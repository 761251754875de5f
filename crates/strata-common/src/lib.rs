//! Common utilities for the Strata layer compiler.
//!
//! This crate provides shared infrastructure used by all Strata components:
//! - **Warning System** - colored terminal output for degraded conversions
//! - **Networking** - blocking image fetches and `data:` URL decoding
//! - **URLs** - resolution of relative and protocol-relative image URLs

pub mod net;
pub mod url;
pub mod warning;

--- --- ---

- What is expected: Give the complete material back, word for word.

- Solution for this problem:
repository 761251754875de5f
filename crates/strata-common/src/lib.rs
//! Common utilities for the Strata layer compiler.
//!
//! This crate provides shared infrastructure used by all Strata components:
//! - **Warning System** - colored terminal output for degraded conversions
//! - **Networking** - blocking image fetches and `data:` URL decoding
//! - **URLs** - resolution of relative and protocol-relative image URLs

pub mod net;
pub mod url;
pub mod warning;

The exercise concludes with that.